Ia juga memaparkan, pentingnya melakukan evaluasi berkala hasil dari program MBG seperti pengukuran tinggi dan berat badan siswa sebagai bagian dari pengawasan nutrisi. Tak hanya itu, pemerintah wajib bertanggung jawab penuh atas biaya perawatan hingga sembuh jika terjadi keracunan, serta menangani potensi dampak psikologis siswa pada kasus ditemukan belatung dalam menu makanan di SDN Semplak Sukalarang.
" Pengawasan dari dinas kesehatan dan lembaga pengawasan lainnya harus benar-benar aktif. Ini program yang bertujuan mulia demi masa depan negara," paparnya.

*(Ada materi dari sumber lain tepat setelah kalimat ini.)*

//! Command batch handler.

use std::io::Read;

use anyhow::{Context, Result};
use repolens_core::core::interrupt;
use repolens_core::core::project::ProjectHandle;
use repolens_core::runner;
use tokio::sync::mpsc;

use crate::cli::Interrupted;

pub async fn run(project: &ProjectHandle, args: &[String]) -> Result<()> {
    let input = if args.is_empty() {
        let mut buf = String::new();
        std::io::stdin()
            .read_to_string(&mut buf)
            .context("read commands from stdin")?;
        buf
    } else {
        args.join("\n")
    };

    let commands = runner::parse_commands(&input);
    if commands.is_empty() {
        anyhow::bail!("No commands to run");
    }

    let (tx, mut rx) = mpsc::channel::<String>(256);
    let cancel = interrupt::token();
    let printer = async move {
        while let Some(line) = rx.recv().await {
            println!("{line}");
        }
    };

    let (report, ()) = tokio::join!(
        runner::run_batch(&commands, project.root(), tx, &cancel),
        printer
    );

    if report.was_cancelled() {
        return Err(Interrupted.into());
    }
    Ok(())
}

Kepala dapur SPPG Prianganjaya Hartini Bakti Negeri, Devan menjelaskan, setelah adanya keluhan atas menu yang disajikan pihak langsung memberikan evaluasi dan pengarahan kepada pekerja dapur. Ia beralasan, belatung yang ditemukan bukan berasal dari masakan ayam saus manis tapi dari salad. Sementara pemilik dapur SPPG, H Dodi mengaku, insiden yang terjadi diluar kendali alias hal yang tidak disengaja.
" Kami berusaha menyajikan menu MBG sesuai regulasi dan ketentuan. Itu kejadian diluar kendali saya, dan tidak disengaja," singkatnya.